El Paso tampoco tiene el Acuerdo 287(g) pero si pone en práctica el Programa Comunidades Seguras, conocido hoy como PEP (por sus siglas en inglés). Es importante enfatizar que incluso las ciudades que se resisten a cooperar con los esfuerzos federales para involucrar la vigilancia local migratoria, están expuestas al enfoque nacional sobre la aplicación de la ley (Provine et al. 2016). Además, aunque la mayoría de la literatura sobre vigilancia policiaca migratoria se ha enfocado en los nuevos destinos de los migrantes, la elaboración de perfiles de ciudadanía y detenciones bajo pretexto, siguen siendo motivo de preocupación ya que la vigilancia migratoria se da en cualquier momento que un oficial de campo encuentra inmigrantes (Vea Armenta 2011). En tales casos, incluso los departamentos que pueden no estar asociados con el Departamento de Seguridad Interna deben aun vigilar, detener y proteger a los inmigrantes.



Nivel-1 Dependiente, Independiente y Controles

La variable dependiente en el análisis se basa en la pregunta “En los últimos cinco años, además de los puertos de entrada o puntos de revisión migratoria, ¿qué tan seguido le ha preguntado el personal de las agencias policiacas acerca de sus estatus de ciudadanía?” Aunque la pregunta permite que las personas indiquen si han sido detenidas más de una vez, debido a problemas de estadística por falta de datos y la poca frecuencia con que se les ha preguntado a las personas sobre su estatus de ciudadanía en más de cinco ocasiones diferentes, nosotros operamos la variable dependiente “1” si a los encuestados se les preguntó sobre su estatus de ciudadanía y de lo contrario “0”. Una limitante es que nos falta información sobre dónde fueron cuestionadas las personas acerca de su estatus de ciudadanía y las actividades en que estaban involucradas en ese momento (Por ejemplo, manejando, trabajando, paseando, etc…), sin embargo, las características de los vecindarios donde viven las personas pueden revelar el impacto de las condiciones estructurales sobre la probabilidad de que se les pregunte su estatus de ciudadanía.

La variable independiente es un estatus generacional. La primera generación se integra de personas que nacieron fuera de los Estados Unidos. La segunda generación por personas que nacieron en los Estados Unidos y cuyes madres nacieron en el extranjero. La tercera y/o siguiente generación incluye personas que nacieron en los Estados Unidos y cuyas madres también nacieron en los Estados Unidos.
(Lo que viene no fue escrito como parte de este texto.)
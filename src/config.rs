//! Environment-driven configuration, centralizing env-var reads into one
//! struct for testability instead of scattering them through `main.rs`.

use std::time::Duration;

/// Process-wide gateway configuration, populated from the environment.
#[derive(Debug, Clone)]
pub struct GatewayConfig {
    pub server_port: u16,
    /// Interval advertised to clients in the Hello frame.
    pub heartbeat_interval: Duration,
    /// Time since last client activity before the connection is destroyed.
    pub pong_wait: Duration,
    /// Write deadline for a single outbound frame.
    pub write_wait: Duration,
    /// How long a Session survives after its last connection disconnects.
    pub session_timeout: Duration,
    /// Max frames retained in a Session's resume buffer.
    pub resume_buffer_size: usize,
    /// Bounded capacity of each connection's outbound send queue.
    pub send_queue_capacity: usize,
    /// Drain manager: time to let clients drain voluntarily.
    pub grace_period: Duration,
    /// Drain manager: absolute deadline before force-closing stragglers.
    pub drain_timeout: Duration,
    /// NATS URL for the distributed pub/sub fabric; `None` runs single-instance
    /// with an in-memory backend.
    pub nats_url: Option<String>,
    pub enable_metrics: bool,
}

impl GatewayConfig {
    pub fn from_env() -> Self {
        dotenvy::dotenv().ok();

        Self {
            server_port: env_parse("SERVER_PORT", 8080),
            heartbeat_interval: Duration::from_millis(env_parse("HEARTBEAT_INTERVAL_MS", 41_250)),
            pong_wait: Duration::from_secs(env_parse("PONG_WAIT_SECS", 60)),
            write_wait: Duration::from_secs(env_parse("WRITE_WAIT_SECS", 10)),
            session_timeout: Duration::from_secs(env_parse("SESSION_TIMEOUT_SECS", 120)),
            resume_buffer_size: env_parse("RESUME_BUFFER_SIZE", 100),
            send_queue_capacity: env_parse("SEND_QUEUE_CAPACITY", 256),
            grace_period: Duration::from_secs(env_parse("DRAIN_GRACE_PERIOD_SECS", 30)),
            drain_timeout: Duration::from_secs(env_parse("DRAIN_TIMEOUT_SECS", 60)),
            nats_url: std::env::var("NATS_URL").ok(),
            enable_metrics: matches!(
                std::env::var("ENABLE_METRICS").as_deref(),
                Ok("1") | Ok("true") | Ok("TRUE") | Ok("yes")
            ),
        }
    }
}

impl Default for GatewayConfig {
    fn default() -> Self {
        Self {
            server_port: 8080,
            heartbeat_interval: Duration::from_millis(41_250),
            pong_wait: Duration::from_secs(60),
            write_wait: Duration::from_secs(10),
            session_timeout: Duration::from_secs(120),
            resume_buffer_size: 100,
            send_queue_capacity: 256,
            grace_period: Duration::from_secs(30),
            drain_timeout: Duration::from_secs(60),
            nats_url: None,
            enable_metrics: false,
        }
    }
}

fn env_parse<T: std::str::FromStr>(key: &str, default: T) -> T {
    std::env::var(key)
        .ok()
        .and_then(|v| v.parse().ok())
        .unwrap_or(default)
}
El estatus generacional se mide utilizando dos variables ficticias (primera y segunda generación) con las personas que son de la tercera y/o la siguiente generación del grupo de referencia.
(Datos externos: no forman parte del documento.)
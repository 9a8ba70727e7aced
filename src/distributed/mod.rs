//! Distributed Hub: ref-counted bridge from local subscriptions to the
//! pub/sub fabric, built on top of the Local Hub.
//!
//! Uses the same subscribe/unsubscribe refcounting pattern as an upstream
//! subscription manager, but unified into a single `{subject -> count}` map
//! instead of one keyed struct per remote resource, since here the subject
//! namespace already distinguishes channel/server/user topics.

pub mod pubsub;

use std::collections::HashMap;
use std::sync::Arc;

use parking_lot::Mutex;
use serde_json::Value;
use tokio::sync::mpsc;
use tokio::task::JoinHandle;
use tracing::warn;

use crate::hub::{Connection, FanoutStats, LocalHub};
use pubsub::PubSubBackend;

#[derive(Clone, Copy, Debug, PartialEq, Eq)]
enum TopicKind {
    Channel,
    Server,
    User,
}

impl TopicKind {
    fn prefix(self) -> &'static str {
        match self {
            Self::Channel => "channel",
            Self::Server => "server",
            Self::User => "user",
        }
    }

    fn parse(prefix: &str) -> Option<Self> {
        match prefix {
            "channel" => Some(Self::Channel),
            "server" => Some(Self::Server),
            "user" => Some(Self::User),
            _ => None,
        }
    }
}

fn subject(kind: TopicKind, id: &str) -> String {
    format!("gateway.{}.{}", kind.prefix(), id)
}

fn parse_subject(subject: &str) -> Option<(TopicKind, String)> {
    let mut parts = subject.splitn(3, '.');
    if parts.next()? != "gateway" {
        return None;
    }
    let kind = TopicKind::parse(parts.next()?)?;
    let id = parts.next()?.to_string();
    Some((kind, id))
}

pub struct DistributedHub {
    local: Arc<LocalHub>,
    backend: Arc<dyn PubSubBackend>,
    refcounts: Mutex<HashMap<String, usize>>,
}

impl DistributedHub {
    pub fn new(local: Arc<LocalHub>, backend: Arc<dyn PubSubBackend>) -> Arc<Self> {
        Arc::new(Self {
            local,
            backend,
            refcounts: Mutex::new(HashMap::new()),
        })
    }

    pub fn local(&self) -> &Arc<LocalHub> {
        &self.local
    }

    pub async fn subscribe_channel(&self, conn: &Connection, channel_id: &str) {
        self.local.subscribe_channel(conn, channel_id);
        self.ref_up(TopicKind::Channel, channel_id).await;
    }

    pub async fn unsubscribe_channel(&self, conn: &Connection, channel_id: &str) {
        self.local.unsubscribe_channel(conn, channel_id);
        self.ref_down(TopicKind::Channel, channel_id).await;
    }

    pub async fn subscribe_server(&self, conn: &Connection, server_id: &str) {
        self.local.subscribe_server(conn, server_id);
        self.ref_up(TopicKind::Server, server_id).await;
    }

    pub async fn unsubscribe_server(&self, conn: &Connection, server_id: &str) {
        self.local.unsubscribe_server(conn, server_id);
        self.ref_down(TopicKind::Server, server_id).await;
    }

    /// Unregister a connection from the local hub and release its share of
    /// every distributed subscription it held — behaves like unsubscribing
    /// from everything first.
    pub async fn unregister(&self, conn: &Connection) {
        let channels = conn.channels();
        let servers = conn.servers();
        self.local.unregister(conn);
        for channel_id in channels {
            self.ref_down(TopicKind::Channel, &channel_id).await;
        }
        for server_id in servers {
            self.ref_down(TopicKind::Server, &server_id).await;
        }
    }

    pub async fn send_to_channel(&self, channel_id: &str, event: Value) -> FanoutStats {
        let stats = self.local.send_to_channel(channel_id, event.clone());
        self.publish_upstream(TopicKind::Channel, channel_id, &event).await;
        stats
    }

    pub async fn send_to_server(&self, server_id: &str, event: Value) -> FanoutStats {
        let stats = self.local.send_to_server(server_id, event.clone());
        self.publish_upstream(TopicKind::Server, server_id, &event).await;
        stats
    }

    pub async fn send_to_user(&self, user_id: &str, event: Value) -> FanoutStats {
        let stats = self.local.send_to_user(user_id, event.clone());
        self.publish_upstream(TopicKind::User, user_id, &event).await;
        stats
    }

    /// 0 -> 1 transition triggers an upstream subscribe.
    async fn ref_up(&self, kind: TopicKind, id: &str) {
        let subject = subject(kind, id);
        let first = {
            let mut counts = self.refcounts.lock();
            let entry = counts.entry(subject.clone()).or_insert(0);
            *entry += 1;
            *entry == 1
        };
        if first {
            if let Err(e) = self.backend.subscribe(&subject).await {
                warn!(subject, error = %e, "upstream subscribe failed");
            } else {
                metrics::gauge!("gateway_upstream_subscriptions_active", self.refcounts.lock().len() as f64);
            }
        }
    }

    /// 1 -> 0 transition triggers an upstream unsubscribe and drops the
    /// entry.
    async fn ref_down(&self, kind: TopicKind, id: &str) {
        let subject = subject(kind, id);
        let last = {
            let mut counts = self.refcounts.lock();
            match counts.get_mut(&subject) {
                Some(c) if *c > 1 => {
                    *c -= 1;
                    false
                }
                Some(_) => {
                    counts.remove(&subject);
                    true
                }
                None => false,
            }
        };
        if last {
            if let Err(e) = self.backend.unsubscribe(&subject).await {
                warn!(subject, error = %e, "upstream unsubscribe failed");
            }
            metrics::gauge!("gateway_upstream_subscriptions_active", self.refcounts.lock().len() as f64);
        }
    }

    /// Publish a locally-originated event upstream. A failure here is
    /// logged, not rolled back — the local fan-out already happened and
    /// must not be undone because the fabric hiccuped.
    async fn publish_upstream(&self, kind: TopicKind, id: &str, event: &Value) {
        let subject = subject(kind, id);
        let payload = match serde_json::to_vec(event) {
            Ok(p) => p,
            Err(e) => {
                warn!(subject, error = %e, "failed to encode event for upstream publish");
                return;
            }
        };
        if let Err(e) = self.backend.publish(&subject, payload).await {
            warn!(subject, error = %e, "upstream publish failed; local delivery already completed");
        }
    }

    /// Route a message that arrived from the fabric to local subscribers
    /// only. Never re-published — every instance re-publishing what it
    /// receives would echo forever.
    fn handle_inbound(&self, subject: &str, payload: &[u8]) {
        let Some((kind, id)) = parse_subject(subject) else {
            warn!(subject, "dropping inbound message with unrecognized subject");
            return;
        };
        let event: Value = match serde_json::from_slice(payload) {
            Ok(v) => v,
            Err(e) => {
                warn!(subject, error = %e, "dropping malformed inbound upstream payload");
                return;
            }
        };
        match kind {
            TopicKind::Channel => {
                self.local.send_to_channel(&id, event);
            }
            TopicKind::Server => {
                self.local.send_to_server(&id, event);
            }
            TopicKind::User => {
                self.local.send_to_user(&id, event);
            }
        }
    }

    pub fn upstream_subscription_count(&self) -> usize {
        self.refcounts.lock().len()
    }

    /// Spawn the task that drains inbound fabric messages into local
    /// fan-out. `inbound_rx` is the receiving half paired with whatever
    /// channel the concrete `PubSubBackend` was constructed with.
    pub fn spawn_inbound_pump(
        self: &Arc<Self>,
        mut inbound_rx: mpsc::UnboundedReceiver<(String, Vec<u8>)>,
    ) -> JoinHandle<()> {
        let this = self.clone();
        tokio::spawn(async move {
            while let Some((subject, payload)) = inbound_rx.recv().await {
                this.handle_inbound(&subject, &payload);
            }
        })
    }
}

#[cfg(test)]
mod tests {
    use super::*;
    use crate::hub::ClientType;
    use pubsub::InMemoryBus;
    use pubsub::InMemoryPubSub;

    fn new_distributed_hub() -> (Arc<DistributedHub>, mpsc::UnboundedReceiver<(String, Vec<u8>)>) {
        let bus = InMemoryBus::new();
        let (tx, rx) = mpsc::unbounded_channel();
        let backend = Arc::new(InMemoryPubSub::new(bus, tx));
        let local = Arc::new(LocalHub::new());
        (DistributedHub::new(local, backend), rx)
    }

    #[tokio::test]
    async fn ref_count_collapses_to_single_upstream_subscribe() {
        let (hub, _rx) = new_distributed_hub();
        let (c1, _rx1) = Connection::new("u1".into(), "s1".into(), ClientType::Web, 8);
        let (c2, _rx2) = Connection::new("u2".into(), "s2".into(), ClientType::Web, 8);
        hub.local().register(c1.clone());
        hub.local().register(c2.clone());

        hub.subscribe_channel(&c1, "chan-a").await;
        hub.subscribe_channel(&c2, "chan-a").await;
        assert_eq!(hub.upstream_subscription_count(), 1);

        hub.unsubscribe_channel(&c1, "chan-a").await;
        assert_eq!(hub.upstream_subscription_count(), 1);

        hub.unsubscribe_channel(&c2, "chan-a").await;
        assert_eq!(hub.upstream_subscription_count(), 0);
    }

    #[tokio::test]
    async fn delivers_across_two_distributed_hub_instances() {
        let bus = InMemoryBus::new();
        let (tx_a, rx_a) = mpsc::unbounded_channel();
        let (tx_b, rx_b) = mpsc::unbounded_channel();
        let backend_a = Arc::new(InMemoryPubSub::new(bus.clone(), tx_a));
        let backend_b = Arc::new(InMemoryPubSub::new(bus, tx_b));

        let hub_a = DistributedHub::new(Arc::new(LocalHub::new()), backend_a);
        let hub_b = DistributedHub::new(Arc::new(LocalHub::new()), backend_b);
        hub_a.spawn_inbound_pump(rx_a);
        hub_b.spawn_inbound_pump(rx_b);

        let (conn_b, mut rx_conn_b) = Connection::new("u1".into(), "s1".into(), ClientType::Web, 8);
        hub_b.local().register(conn_b.clone());
        hub_b.subscribe_channel(&conn_b, "chan-a").await;

        // hub_a has no local subscriber, but publishing must still reach
        // hub_b's subscriber over the shared fabric.
        hub_a.send_to_channel("chan-a", serde_json::json!({"e": 1})).await;

        tokio::time::timeout(std::time::Duration::from_millis(200), rx_conn_b.recv())
            .await
            .expect("message should arrive via the fabric")
            .unwrap();
    }

    #[tokio::test]
    async fn unregister_releases_every_subscription_the_connection_held() {
        let (hub, _rx) = new_distributed_hub();
        let (conn, _rx1) = Connection::new("u1".into(), "s1".into(), ClientType::Web, 8);
        hub.local().register(conn.clone());
        hub.subscribe_channel(&conn, "chan-a").await;
        hub.subscribe_server(&conn, "srv-a").await;

        hub.unregister(&conn).await;

        assert_eq!(hub.upstream_subscription_count(), 0);
        assert_eq!(hub.local().connection_count(), 0);
    }
}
A nivel individual, también incluimos controles para las variables demográficas de etnicidad latina, sexo y edad. La etnicidad latina se clasifica como variable ficticia (1= etnicidad latina, 0- de otra). El sexo también se clasifica como variable ficticia (1= hombre, 0=otro). La edad se mide como variable continua. Desafortunadamente, no podemos incluir un control para la clase social a nivel-individual debido al gran número de valores ausentes.



Nivel 2: Enclave étnico y vecindarios pobres

Para capturar al grado en que un vecindario es un enclave, utilizamos una combinación de encuesta e información de censos (ACS 2008-2012). Comenzamos construyendo una escala continua basada en encuesta del transnacionalismo, (encuesta) aculturación a México, porcentaje de nacidos en el extranjero, porcentaje de nacidos en el extranjero no naturalizados (ACS), porcentaje de personas que hablan solamente español en casa (ACS) y porcentaje de personas de origen mexicano (ACS). Los conceptos de la escala fueron convertidos a puntaje-Z y se sacó el promedio. Se sumaron las respuestas de estos conceptos para crear una medida de escala de “enclavismo”. El Alfa de Cronbach para los conceptos de enclavismo es .824. El análisis del factor extrajo un componente único y la carga menor es de .711. El análisis de origen determinó que la influencia de nivel de “enclavismo” de un vecindario para ser cuestionado sobre su estatus de ciudadanía por las agencias policiacas no es lineal, así que desarrollamos las variables ficticias que representan los vecindarios de bajo enclave (1=puntuaciones-z representando un bajo 30%; 0=lo contrario) y nivel medio de enclave (1=puntuaciones-z entre 31 y 60%, 0= otro (puntaje-z por encima del 61 %).